_Your objective_
Look through the material below and show every line with the word "core".

Start of Extracted material

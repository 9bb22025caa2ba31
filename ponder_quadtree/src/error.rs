// Copyright 2026 the Ponder Authors
// SPDX-License-Identifier: Apache-2.0 OR MIT

//! Fail-fast construction errors.

use kurbo::Rect;

/// Errors reported when constructing a [`QuadTree`](crate::QuadTree).
///
/// Both conditions are rejected up front: a non-positive resolution limit
/// would let splitting recurse forever, and an inverted extent would make
/// every containment test vacuously false.
#[derive(Copy, Clone, Debug, PartialEq)]
pub enum Error {
    /// The resolution limit was zero, negative, or not finite.
    InvalidResolutionLimit(f64),
    /// The extent had `min > max` on some axis, or a NaN corner.
    InvalidExtent(Rect),
}

impl core::fmt::Display for Error {
    fn fmt(&self, f: &mut core::fmt::Formatter<'_>) -> core::fmt::Result {
        match self {
            Self::InvalidResolutionLimit(limit) => {
                write!(f, "resolution limit must be finite and positive, got {limit}")
            }
            Self::InvalidExtent(extent) => {
                write!(
                    f,
                    "extent must have min <= max on both axes, got ({}, {})..({}, {})",
                    extent.x0, extent.y0, extent.x1, extent.y1
                )
            }
        }
    }
}

impl core::error::Error for Error {}
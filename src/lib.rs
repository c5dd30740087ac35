//! HRHub - A self-hosted HR management backend
//!
//! Employees and departments, attendance with a server-side clock, leave,
//! goals and reviews, payroll, recruitment, reports and notifications,
//! served as a JSON API by axum.

pub mod api;
pub mod cache;
pub mod config;
pub mod db;
pub mod models;
pub mod services;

End of Extracted material

_Solution_
impl core::fmt::Display for Error {
    fn fmt(&self, f: &mut core::fmt::Formatter<'_>) -> core::fmt::Result {
impl core::error::Error for Error {}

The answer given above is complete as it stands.